Print word for word the first line of the records below and every following line through the one containing "independent unit of"; print nothing else.

Information given below:

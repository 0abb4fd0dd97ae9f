//! The campaign engine: one shared catalog, any number of campaigns.
//!
//! [`Engine`] routes the research operations to campaigns by
//! [`CampaignId`]. Campaigns share no mutable state, so each is an
//! independent unit of mutation; the catalog is held behind an [`Arc`] and
//! may be shared with other engines or threads.

use crate::campaign::CampaignState;
use crate::catalog::Catalog;
use crate::eligibility::available_research;
use crate::id::{CampaignId, ItemId, ProjectId};
use crate::progression::{self, ItemAcquired, ProgressionError, ResearchCompleted};
use crate::snapshot::{self, SnapshotError};
use std::collections::{BTreeMap, BTreeSet};
use std::sync::Arc;

// ---------------------------------------------------------------------------
// Errors
// ---------------------------------------------------------------------------

/// Errors returned by [`Engine`] operations.
#[derive(Debug, Clone, PartialEq, Eq, thiserror::Error)]
pub enum EngineError {
    #[error("unknown campaign: {0:?}")]
    UnknownCampaign(CampaignId),
    #[error("a campaign named {0:?} already exists")]
    DuplicateCampaign(String),
    #[error("campaign id {0:?} is already in use")]
    DuplicateCampaignId(CampaignId),
    #[error("campaign name must not be empty")]
    EmptyCampaignName,
    #[error(transparent)]
    Progression(#[from] ProgressionError),
    #[error("snapshot error: {0}")]
    Snapshot(#[from] SnapshotError),
}

// ---------------------------------------------------------------------------
// Engine
// ---------------------------------------------------------------------------

#[derive(Debug, Clone)]
pub struct Engine {
    catalog: Arc<Catalog>,
    /// Keyed by creation sequence number, so iteration is creation order.
    campaigns: BTreeMap<CampaignId, CampaignState>,
    next_campaign: u64,
}

impl Engine {
    pub fn new(catalog: Arc<Catalog>) -> Self {
        Self {
            catalog,
            campaigns: BTreeMap::new(),
            next_campaign: 1,
        }
    }

    pub fn catalog(&self) -> &Catalog {
        &self.catalog
    }

    /// A handle to the shared catalog.
    pub fn shared_catalog(&self) -> Arc<Catalog> {
        Arc::clone(&self.catalog)
    }

    // -- Campaign management --

    /// Start a new campaign with nothing researched and an empty inventory.
    /// Names are trimmed and must be unique across the engine.
    pub fn start_campaign(&mut self, name: &str) -> Result<CampaignId, EngineError> {
        let name = self.check_new_name(name)?;

        let id = CampaignId(self.next_campaign);
        self.next_campaign += 1;
        self.campaigns.insert(id, CampaignState::new(id, name));

        tracing::info!(campaign = %name, id = id.0, "campaign started");
        Ok(id)
    }

    pub fn campaign(&self, id: CampaignId) -> Option<&CampaignState> {
        self.campaigns.get(&id)
    }

    pub fn campaign_by_name(&self, name: &str) -> Option<&CampaignState> {
        self.campaigns.values().find(|c| c.name() == name)
    }

    /// All campaigns in creation order.
    pub fn campaigns(&self) -> impl ExactSizeIterator<Item = &CampaignState> {
        self.campaigns.values()
    }

    pub fn campaign_count(&self) -> usize {
        self.campaigns.len()
    }

    // -- Queries --

    /// Projects the campaign may start, in catalog order.
    pub fn available_research(&self, id: CampaignId) -> Result<Vec<ProjectId>, EngineError> {
        let campaign = self.get(id)?;
        Ok(available_research(&self.catalog, campaign))
    }

    /// Owned items with quantities, in catalog order.
    pub fn inventory(&self, id: CampaignId) -> Result<Vec<(ItemId, u32)>, EngineError> {
        Ok(self.get(id)?.inventory().collect())
    }

    /// Full prerequisite set of `project`. Not campaign-scoped.
    pub fn tech_requirements(&self, project: ProjectId) -> Result<&BTreeSet<ProjectId>, EngineError> {
        Ok(progression::tech_requirements(&self.catalog, project)?)
    }

    /// Available research for every campaign, in creation order. Campaigns
    /// are evaluated in parallel.
    #[cfg(feature = "parallel")]
    pub fn available_research_all(&self) -> Vec<(CampaignId, Vec<ProjectId>)> {
        use rayon::prelude::*;

        self.campaigns
            .par_iter()
            .map(|(&id, campaign)| (id, available_research(&self.catalog, campaign)))
            .collect()
    }

    /// Available research for every campaign, in creation order.
    #[cfg(not(feature = "parallel"))]
    pub fn available_research_all(&self) -> Vec<(CampaignId, Vec<ProjectId>)> {
        self.campaigns
            .iter()
            .map(|(&id, campaign)| (id, available_research(&self.catalog, campaign)))
            .collect()
    }

    // -- Actions --

    pub fn advance_research(
        &mut self,
        id: CampaignId,
        project: ProjectId,
    ) -> Result<ResearchCompleted, EngineError> {
        let campaign = self
            .campaigns
            .get_mut(&id)
            .ok_or(EngineError::UnknownCampaign(id))?;
        Ok(progression::advance_research(&self.catalog, campaign, project)?)
    }

    pub fn acquire_item(
        &mut self,
        id: CampaignId,
        item: ItemId,
        quantity: i64,
    ) -> Result<ItemAcquired, EngineError> {
        let campaign = self
            .campaigns
            .get_mut(&id)
            .ok_or(EngineError::UnknownCampaign(id))?;
        Ok(progression::acquire_item(&self.catalog, campaign, item, quantity)?)
    }

    // -- Persistence --

    /// Encode a campaign for an external store.
    pub fn snapshot_campaign(&self, id: CampaignId) -> Result<Vec<u8>, EngineError> {
        Ok(snapshot::serialize_campaign(self.get(id)?)?)
    }

    /// Restore a campaign previously written by [`snapshot_campaign`]. The
    /// campaign keeps its original id; later campaigns are numbered after it.
    ///
    /// [`snapshot_campaign`]: Self::snapshot_campaign
    pub fn restore_campaign(&mut self, data: &[u8]) -> Result<CampaignId, EngineError> {
        let mut campaign = snapshot::deserialize_campaign(data)?;
        snapshot::validate_campaign(&self.catalog, &campaign)?;

        let id = campaign.id();
        if self.campaigns.contains_key(&id) {
            return Err(EngineError::DuplicateCampaignId(id));
        }
        let name = self.check_new_name(campaign.name())?.to_string();
        campaign.set_name(name);

        self.next_campaign = self.next_campaign.max(id.0.saturating_add(1));
        tracing::info!(campaign = %campaign.name(), id = id.0, "campaign restored");
        self.campaigns.insert(id, campaign);
        Ok(id)
    }

    /// Trimmed `name`, if it is non-empty and not used by a held campaign.
    fn check_new_name<'n>(&self, name: &'n str) -> Result<&'n str, EngineError> {
        let name = name.trim();
        if name.is_empty() {
            return Err(EngineError::EmptyCampaignName);
        }
        if self.campaign_by_name(name).is_some() {
            return Err(EngineError::DuplicateCampaign(name.to_string()));
        }
        Ok(name)
    }

    fn get(&self, id: CampaignId) -> Result<&CampaignState, EngineError> {
        self.campaigns
            .get(&id)
            .ok_or(EngineError::UnknownCampaign(id))
    }
}

#[cfg(test)]
mod tests {
    use super::*;
    use crate::test_utils::*;

    fn engine() -> Engine {
        Engine::new(Arc::new(xcom_catalog()))
    }

    #[test]
    fn campaigns_numbered_in_creation_order() {
        let mut engine = engine();
        let first = engine.start_campaign("Gatecrasher").unwrap();
        let second = engine.start_campaign("Lost and Abandoned").unwrap();
        assert_eq!(first, CampaignId(1));
        assert_eq!(second, CampaignId(2));

        let names: Vec<&str> = engine.campaigns().map(CampaignState::name).collect();
        assert_eq!(names, vec!["Gatecrasher", "Lost and Abandoned"]);
        assert_eq!(engine.campaign_by_name("Gatecrasher").unwrap().id(), first);
    }

    #[test]
    fn duplicate_and_empty_names_rejected() {
        let mut engine = engine();
        engine.start_campaign("Gatecrasher").unwrap();
        assert_eq!(
            engine.start_campaign("Gatecrasher"),
            Err(EngineError::DuplicateCampaign("Gatecrasher".to_string()))
        );
        assert_eq!(engine.start_campaign("   "), Err(EngineError::EmptyCampaignName));
        assert_eq!(engine.campaign_count(), 1);
    }

    #[test]
    fn unknown_campaign_rejected() {
        let mut engine = engine();
        let biotech = project(engine.catalog(), "Alien Biotech");
        assert_eq!(
            engine.available_research(CampaignId(9)),
            Err(EngineError::UnknownCampaign(CampaignId(9)))
        );
        assert_eq!(
            engine.advance_research(CampaignId(9), biotech),
            Err(EngineError::UnknownCampaign(CampaignId(9)))
        );
    }

    #[test]
    fn campaigns_progress_independently() {
        let mut engine = engine();
        let a = engine.start_campaign("Gatecrasher").unwrap();
        let b = engine.start_campaign("Operation Blind Spot").unwrap();
        let biotech = project(engine.catalog(), "Alien Biotech");

        engine.advance_research(a, biotech).unwrap();
        assert_eq!(engine.available_research(a).unwrap().len(), 4);
        assert_eq!(engine.available_research(b).unwrap().len(), 5);

        let all = engine.available_research_all();
        assert_eq!(all.len(), 2);
        assert_eq!(all[0].0, a);
        assert_eq!(all[0].1.len(), 4);
        assert_eq!(all[1].1.len(), 5);
    }

    #[test]
    fn progression_errors_pass_through() {
        let mut engine = engine();
        let id = engine.start_campaign("Gatecrasher").unwrap();
        let corpse = item(engine.catalog(), "Sectoid Corpse");
        let err = engine.acquire_item(id, corpse, 0).unwrap_err();
        assert_eq!(
            err,
            EngineError::Progression(ProgressionError::InvalidQuantity(0))
        );
        assert!(engine.inventory(id).unwrap().is_empty());
    }

    #[test]
    fn snapshot_moves_campaign_between_engines() {
        let mut source = engine();
        let id = source.start_campaign("Gatecrasher").unwrap();
        let supplies = item(source.catalog(), "Supplies");
        source.acquire_item(id, supplies, 12).unwrap();
        let bytes = source.snapshot_campaign(id).unwrap();

        let mut target = Engine::new(source.shared_catalog());
        assert_eq!(target.restore_campaign(&bytes).unwrap(), id);
        assert_eq!(target.inventory(id).unwrap(), vec![(supplies, 12)]);

        // Numbering continues after the restored id.
        assert_eq!(target.start_campaign("Second").unwrap(), CampaignId(2));

        assert_eq!(
            target.restore_campaign(&bytes),
            Err(EngineError::DuplicateCampaignId(id))
        );
    }

    #[test]
    fn restore_applies_campaign_name_rules() {
        let mut engine = engine();
        engine.start_campaign("Gatecrasher").unwrap();

        let padded = CampaignState::new(CampaignId(7), "Gatecrasher ");
        let bytes = snapshot::serialize_campaign(&padded).unwrap();
        assert_eq!(
            engine.restore_campaign(&bytes),
            Err(EngineError::DuplicateCampaign("Gatecrasher".to_string()))
        );

        let blank = CampaignState::new(CampaignId(8), "  ");
        let bytes = snapshot::serialize_campaign(&blank).unwrap();
        assert_eq!(
            engine.restore_campaign(&bytes),
            Err(EngineError::EmptyCampaignName)
        );

        let spaced = CampaignState::new(CampaignId(9), "  Lost and Abandoned ");
        let bytes = snapshot::serialize_campaign(&spaced).unwrap();
        assert_eq!(engine.restore_campaign(&bytes), Ok(CampaignId(9)));
        assert_eq!(engine.campaign(CampaignId(9)).unwrap().name(), "Lost and Abandoned");

        let names: Vec<&str> = engine.campaigns().map(CampaignState::name).collect();
        assert_eq!(names, vec!["Gatecrasher", "Lost and Abandoned"]);
    }

    #[test]
    fn requirements_are_campaign_independent() {
        let engine = engine();
        let gauss = project(engine.catalog(), "Gauss Weapons");
        assert_eq!(engine.tech_requirements(gauss).unwrap().len(), 2);
    }
}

End of Information given.

> **Result of the exercise**:
repository 0abb4fd0dd97ae9f
//! The campaign engine: one shared catalog, any number of campaigns.
//!
//! [`Engine`] routes the research operations to campaigns by
//! [`CampaignId`]. Campaigns share no mutable state, so each is an
//! independent unit of mutation; the catalog is held behind an [`Arc`] and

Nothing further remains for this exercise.